Voice-RAG became production-viable. The combination of sub-1.6s retrieval from pgvector and streamed LLM generation means a voice agent can answer questions about a specific customer's account, their service history, or a policy document while remaining within conversational latency budgets. This opens up inbound support and account management flows that previously required human agents for anything beyond scripted FAQ responses.
Good / Bad / Ugly
Good. State machine call flows with explicit failure branches. Redis for in-call state, Postgres for the audit trail. Cached TTS for deterministic utterances. Sub-30-token LLM outputs per turn. Barge-in always enabled. Narrow function schemas. Load testing before production launch. QA scorecards from day one.
Bad. Long-form LLM replies in turn. Treating the context window as a state store. AMD settings copied from a blog post without carrier-specific tuning. No endpointing configuration — relying on provider defaults. Shipping without an integration test suite. Webhooks that call external APIs synchronously and add latency to the agent turn.
Ugly. Voicemail false-positives that deliver the full sales pitch to a beep.

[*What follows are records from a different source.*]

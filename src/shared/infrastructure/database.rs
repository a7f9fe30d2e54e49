use crate::log_info;
use crate::shared::errors::AppError;
use crate::shared::utils::logger::LogContext;
use diesel::pg::PgConnection;
use diesel::r2d2::{self, ConnectionManager, Pool};
use diesel_migrations::{embed_migrations, EmbeddedMigrations, MigrationHarness};
use std::time::Duration;

pub type DbPool = Pool<ConnectionManager<PgConnection>>;
pub type DbConnection = r2d2::PooledConnection<ConnectionManager<PgConnection>>;

pub const MIGRATIONS: EmbeddedMigrations = embed_migrations!("migrations");

#[derive(Debug)]
pub struct Database {
    pool: DbPool,
}

impl Database {
    pub fn new(database_url: &str, max_size: u32) -> Result<Self, AppError> {
        // Log connection attempt without exposing credentials
        log_info!(
            "Initializing database connection to: {}",
            database_url.split('@').last().unwrap_or("unknown_host")
        );

        let manager = ConnectionManager::<PgConnection>::new(database_url);
        let pool = r2d2::Pool::builder()
            .max_size(max_size)
            .min_idle(Some(std::cmp::max(1, max_size / 4)))
            .connection_timeout(Duration::from_secs(10))
            .idle_timeout(Some(Duration::from_secs(300)))
            .max_lifetime(Some(Duration::from_secs(1800)))
            .test_on_check_out(true)
            .build(manager)
            .map_err(|e| {
                AppError::DatabaseError(format!("Failed to create connection pool: {}", e))
            })?;

        log_info!(
            "Database connection pool initialized with max_size: {}",
            pool.max_size()
        );

        Ok(Self { pool })
    }

    /// Create a Database instance from an existing pool (useful for testing)
    pub fn from_pool(pool: DbPool) -> Self {
        Self { pool }
    }

    pub fn get_connection(&self) -> Result<DbConnection, AppError> {
        let start = std::time::Instant::now();

        match self.pool.get() {
            Ok(conn) => {
                LogContext::slow_operation("db connection acquire", start, 100);
                Ok(conn)
            }
            Err(e) => {
                LogContext::error_with_context(
                    &e,
                    "Failed to acquire database connection from pool",
                );
                Err(AppError::from(e))
            }
        }
    }

    /// Apply embedded migrations that have not run yet
    pub fn run_migrations(&self) -> Result<(), AppError> {
        let mut conn = self.get_connection()?;
        let applied = conn
            .run_pending_migrations(MIGRATIONS)
            .map_err(|e| AppError::DatabaseError(format!("Failed to run migrations: {}", e)))?;

        log_info!("Database migrations completed ({} applied)", applied.len());
        Ok(())
    }
}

DTMF misfires that book the wrong slot because the agent heard "two" and the DTMF signal was "3". Timezone mismatches that book a 10am slot in the system but confirm "10am" to a prospect in a different timezone. A Redis TTL shorter than the longest possible call, causing the agent to lose its state mid-conversation. A production deployment with no test harness that nobody dares change after month two.